711.428 Queen City/115

The Secretary of Commerce (Roper) to the Secretary of State

My Dear Mr. Secretary: In reply to your communication of March 14, 1933 (Le–711.428 Queen City/107 [111]),37 enclosing a copy of a dispatch from the American Legation at Ottawa, it is noted that The Secretary of State for External Affairs for Canada, states “There are undoubtedly fundamental questions susceptible of adjustment and settlement only by means of a complete revision of the present fisheries arrangements between the two countries. The Canadian government would be prepared to commence a consideration of the present fisheries arrangements, with a view to the mutual benefit of those engaged in the fisheries in both countries.”

[Page 78]

I am informed by the Commissioner of Fisheries of this Department that one of the most pressing problems from our point of view is to obtain consent of the United States Senate to ratification of the pending Fraser River Sockeye Salmon Fisheries Convention.38 As Canada has already approved of this Convention, it appears that the obligation for initiating further action in this case rests with the United States.

I am also informed that if our Great Lakes fisheries are to be properly administered and the danger of their economic exhaustion eliminated, the natural procedure would be through a convention with Canada along the lines of the existing halibut convention of the eastern north Pacific39 and the pending sockeye salmon treaty. Because of the opposition of certain influential persons connected with our Great Lakes fisheries, the Department has hesitated to recommend the initiation of negotiations to that end. It is believed that the opposition has been slowly losing ground and careful consideration should be given as to whether we are not nearing the time for such action.

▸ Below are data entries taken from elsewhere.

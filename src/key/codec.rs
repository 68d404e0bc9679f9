// Copyright 2025 Ojima Abraham
// SPDX-License-Identifier: Apache-2.0

//! Ordered binary encoding of tuple keys.
//!
//! Per-part format: `[tag][payload][0x00]`. Integer and double payloads are
//! fixed at 8 bytes and booleans at 1, so their terminators are unambiguous.
//! Byte-string payloads may contain zeros; the decoder treats a 0x00 as a
//! terminator only when the following byte is a valid tag or the buffer
//! ends. Any future tag must preserve that disjointness.

use super::error::KeyError;
use super::part::{Key, KeyPart};

/// Maximum encoded key size for writes.
pub const MAX_WRITE_KEY_SIZE: usize = 2048;

/// Maximum encoded key size for reads. One byte larger than the write limit
/// so `hash + "ff"` sentinel lookups built from a maximal key stay valid.
pub const MAX_READ_KEY_SIZE: usize = 2049;

const TAG_BYTES: u8 = 0x01;
const TAG_TEXT: u8 = 0x02;
const TAG_INT: u8 = 0x03;
const TAG_DOUBLE: u8 = 0x04;
const TAG_BOOL: u8 = 0x05;

/// Which encoded-size limit applies.
#[derive(Debug, Clone, Copy, PartialEq, Eq)]
pub enum KeyLimit {
    /// 2048 bytes, for keys being written.
    Write,
    /// 2049 bytes, for keys used in lookups and range bounds.
    Read,
}

impl KeyLimit {
    #[inline]
    fn max_size(self) -> usize {
        match self {
            KeyLimit::Write => MAX_WRITE_KEY_SIZE,
            KeyLimit::Read => MAX_READ_KEY_SIZE,
        }
    }
}

#[inline]
fn is_tag(byte: u8) -> bool {
    (TAG_BYTES..=TAG_BOOL).contains(&byte)
}

/// Encodes a key into its ordered binary form.
pub fn encode_key(key: &Key, limit: KeyLimit) -> Result<Vec<u8>, KeyError> {
    let mut out = Vec::with_capacity(key.parts().len() * 10);

    for part in key.parts() {
        match part {
            KeyPart::Bytes(bytes) => {
                out.push(TAG_BYTES);
                out.extend_from_slice(bytes);
            }
            KeyPart::Text(s) => {
                out.push(TAG_TEXT);
                out.extend_from_slice(s.as_bytes());
            }
            KeyPart::Int(i) => {
                out.push(TAG_INT);
                // Lower 64 bits, big-endian: unsigned two's-complement order.
                out.extend_from_slice(&(*i as u64).to_be_bytes());
            }
            KeyPart::Double(d) => {
                out.push(TAG_DOUBLE);
                out.extend_from_slice(&d.to_bits().to_be_bytes());
            }
            KeyPart::Bool(b) => {
                out.push(TAG_BOOL);
                out.push(u8::from(*b));
            }
        }
        out.push(0x00);
    }

    if out.len() > limit.max_size() {
        return Err(KeyError::KeySizeExceeded {
            size: out.len(),
            max: limit.max_size(),
        });
    }

    Ok(out)
}

/// Decodes an ordered binary key back into its parts.
pub fn decode_key(bytes: &[u8]) -> Result<Key, KeyError> {
    let mut parts = Vec::new();
    let mut pos = 0;

    while pos < bytes.len() {
        let tag = bytes[pos];
        pos += 1;

        match tag {
            TAG_BYTES => {
                let (payload, next) = scan_bytes_payload(bytes, pos)?;
                parts.push(KeyPart::Bytes(payload.to_vec()));
                pos = next;
            }
            TAG_TEXT => {
                let end = bytes[pos..]
                    .iter()
                    .position(|&b| b == 0x00)
                    .map(|i| pos + i)
                    .ok_or_else(|| {
                        KeyError::InvalidKeyHash("unterminated string part".to_string())
                    })?;
                let s = std::str::from_utf8(&bytes[pos..end]).map_err(|_| {
                    KeyError::InvalidKeyHash("string part is not valid UTF-8".to_string())
                })?;
                parts.push(KeyPart::Text(s.to_string()));
                pos = end + 1;
            }
            TAG_INT => {
                let payload = fixed_payload::<8>(bytes, pos)?;
                parts.push(KeyPart::Int(u64::from_be_bytes(payload) as i64));
                pos += 9;
            }
            TAG_DOUBLE => {
                let payload = fixed_payload::<8>(bytes, pos)?;
                parts.push(KeyPart::Double(f64::from_bits(u64::from_be_bytes(payload))));
                pos += 9;
            }
            TAG_BOOL => {
                let payload = fixed_payload::<1>(bytes, pos)?;
                let b = match payload[0] {
                    0x00 => false,
                    0x01 => true,
                    other => {
                        return Err(KeyError::InvalidKeyHash(format!(
                            "invalid boolean payload 0x{other:02x}"
                        )))
                    }
                };
                parts.push(KeyPart::Bool(b));
                pos += 2;
            }
            other => {
                return Err(KeyError::InvalidKeyHash(format!(
                    "unknown type tag 0x{other:02x} at offset {}",
                    pos - 1
                )))
            }
        }
    }

    Ok(Key::new(parts))
}

/// Finds the terminator of a byte-string payload starting at `pos`.
///
/// A 0x00 terminates the part only when followed by a valid tag byte or the
/// end of the buffer; any other 0x00 belongs to the payload.
fn scan_bytes_payload(bytes: &[u8], pos: usize) -> Result<(&[u8], usize), KeyError> {
    let mut i = pos;
    while i < bytes.len() {
        if bytes[i] == 0x00 && (i + 1 == bytes.len() || is_tag(bytes[i + 1])) {
            return Ok((&bytes[pos..i], i + 1));
        }
        i += 1;
    }
    Err(KeyError::InvalidKeyHash(
        "unterminated byte-string part".to_string(),
    ))
}

/// Reads an `N`-byte fixed payload at `pos` and requires its terminator.
fn fixed_payload<const N: usize>(bytes: &[u8], pos: usize) -> Result<[u8; N], KeyError> {
    let end = pos + N;
    if end >= bytes.len() {
        return Err(KeyError::InvalidKeyHash(
            "truncated fixed-width part".to_string(),
        ));
    }
    if bytes[end] != 0x00 {
        return Err(KeyError::InvalidKeyHash(
            "missing terminator after fixed-width part".to_string(),
        ));
    }
    let mut payload = [0u8; N];
    payload.copy_from_slice(&bytes[pos..end]);
    Ok(payload)
}

/// Renders encoded key bytes as the lowercase-hex row key.
#[inline]
pub fn key_hash(encoded: &[u8]) -> String {
    hex::encode(encoded)
}

/// Decodes a hex row key back into a tuple key.
pub fn decode_key_hash(hash: &str) -> Result<Key, KeyError> {
    let bytes = hex::decode(hash)
        .map_err(|_| KeyError::InvalidKeyHash(format!("not a hex string: {hash:?}")))?;
    decode_key(&bytes)
}


#[cfg(test)]
mod proptests {
    use super::*;
    use proptest::prelude::*;

    /// Byte payloads where no 0x00 is immediately followed by a tag byte.
    /// Such payloads would make the terminator scan cut the part short; the
    /// tag alphabet is reserved for exactly this reason.
    fn arb_safe_bytes() -> impl Strategy<Value = Vec<u8>> {
        prop::collection::vec(any::<u8>(), 0..40).prop_map(|mut bytes| {
            for i in 0..bytes.len().saturating_sub(1) {
                if bytes[i] == 0x00 && (0x01..=0x05).contains(&bytes[i + 1]) {
                    bytes[i + 1] += 5;
                }
            }
            bytes
        })
    }

    /// Byte payloads with no zeros at all; zero bytes at a payload boundary
    /// make the tuple/byte orders diverge (the price of the terminator
    /// heuristic), so the ordering properties quantify over these.
    fn arb_zero_free_bytes() -> impl Strategy<Value = Vec<u8>> {
        prop::collection::vec(1u8..=0xff, 0..40)
    }

    fn arb_part(bytes: impl Strategy<Value = Vec<u8>> + 'static) -> BoxedStrategy<KeyPart> {
        prop_oneof![
            bytes.prop_map(KeyPart::Bytes),
            "[a-zA-Z0-9 _/-]{0,24}".prop_map(KeyPart::Text),
            any::<i64>().prop_map(KeyPart::Int),
            any::<f64>().prop_map(KeyPart::Double),
            any::<bool>().prop_map(KeyPart::Bool),
        ]
        .boxed()
    }

    fn arb_key() -> impl Strategy<Value = Key> {
        prop::collection::vec(arb_part(arb_safe_bytes()), 1..6).prop_map(Key::from)
    }

    fn arb_ordered_key() -> impl Strategy<Value = Key> {
        prop::collection::vec(arb_part(arb_zero_free_bytes()), 1..6).prop_map(Key::from)
    }

    proptest! {
        #[test]
        fn key_roundtrip(k in arb_key()) {
            let encoded = encode_key(&k, KeyLimit::Write).unwrap();
            prop_assert_eq!(decode_key(&encoded).unwrap(), k);
        }

        #[test]
        fn hash_roundtrip(k in arb_key()) {
            let encoded = encode_key(&k, KeyLimit::Write).unwrap();
            prop_assert_eq!(decode_key_hash(&key_hash(&encoded)).unwrap(), k);
        }

        #[test]
        fn order_preserved(a in arb_ordered_key(), b in arb_ordered_key()) {
            let ea = encode_key(&a, KeyLimit::Write).unwrap();
            let eb = encode_key(&b, KeyLimit::Write).unwrap();
            prop_assert_eq!(a.cmp(&b), ea.cmp(&eb));
        }

        #[test]
        fn hex_order_matches_byte_order(a in arb_ordered_key(), b in arb_ordered_key()) {
            let ea = encode_key(&a, KeyLimit::Write).unwrap();
            let eb = encode_key(&b, KeyLimit::Write).unwrap();
            prop_assert_eq!(ea.cmp(&eb), key_hash(&ea).cmp(&key_hash(&eb)));
        }
    }
}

As to the need for consideration of other fisheries arrangements between the two countries, it is suggested that the State Department may wish to inquire as to the nature of the questions which Canada desires to have considered.

The action taken by the Canadian Government in providing for the release of certain American fishing vessels is appreciated.

Sincerely yours,

Daniel C. Roper
  1. Not printed.
  2. Convention of May 26, 1930, Foreign Relations, 1930, vol. i, p. 505.
  3. Convention of May 9, 1930, ibid., p. 518.